Pero después del estrés de anoche, mi madre y su aspiradora son la menor de mis preocupación. Ahora me siento estúpida. ¿Por qué no le pregunté nada? ¿Por qué dejé que se fuera así, sin más, sin dar explicaciones?

Decido ir a la cocina a hacerme un café. Ya que no voy a dormir nada, por lo menos podré ponerme con el trabajo de Econometría que tengo atrasadísimo. Eso me distraerá lo suficiente como para dejar de darle vueltas a todo lo que pasó en la playa.

Me enfundo mis zapatillas de ositos y estiro hacia arriba los ajados y viejos pantalones de chándal que me hacen de pijama. Por parte de arriba llevo un sujetador deportivo, ya que aunque estamos en octubre, en mi casa siempre hace un calor demencial porque mi madre es una friolera horrible que se empeña en poner la calefacción a tope. El medio ambiente va como va por su culpa, se lo digo siempre.

Bajo las escaleras para llegar a la pequeña cocina, que siempre me ha resultado la sala más acogedora de mi casa. Tanto es así que cuando era pequeña solía hacer los deberes allí, encima de la gran mesa de comedor, en lugar de en mi escritorio o en el salón. Mientras pongo la cafetera en marcha, pienso que igual es mi momento de empezar a pasar la aspiradora, aprovechando que mi madre duerme. No sé qué es lo que le sorprendería más: que su hija tenga la osadía de despertarla en uno de sus pocos días libres o que me haya dado por pasar la aspiradora por primera vez en mi vida.

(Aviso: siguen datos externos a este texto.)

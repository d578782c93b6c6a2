use std::sync::Arc;

use crate::auth::{TokenCodec, TokenError};
use crate::config::AppConfig;
use crate::database::Database;

/// Shared per-process state handed to every handler.
#[derive(Clone)]
pub struct AppState {
    pub db: Database,
    pub tokens: TokenCodec,
    pub config: Arc<AppConfig>,
}

impl AppState {
    pub fn new(config: AppConfig, db: Database) -> Result<Self, TokenError> {
        let tokens = TokenCodec::new(&config.security.jwt_secret)?;
        Ok(Self {
            db,
            tokens,
            config: Arc::new(config),
        })
    }
}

Con los brazos cruzados abrazándome el pecho, sonrío ante mi propio pensamiento, algo que hago mucho en la intimidad (estoy un poco loca) mientras mis ojos vagan distraídos hacia la ventana.

Cuando lo veo, el corazón se me para de golpe y me quedo sin respiración. La sonrisa se me congela en la cara.

Desde luego, lo que menos me esperaba en ese momento era encontrarme al tal Leo, muy serio, observándome desde el otro lado de la ventana. El pánico me invade a la vez que mi pensamiento más hormonal y aún adolescente me hace ser plenamente consciente de las pintas que llevo. Además del pijama improvisado, mi cabeza la corona un moño-cebolla (como suelo llamarlos) deshechísimo, el flequillo pegado a la frente y el maquillaje corrido y bueno... soy muy consciente de que hace bastante que no me depilo las axilas. Pego los brazos al cuerpo inmediatamente y también suelto un chillido que espero que no despierte a mi madre.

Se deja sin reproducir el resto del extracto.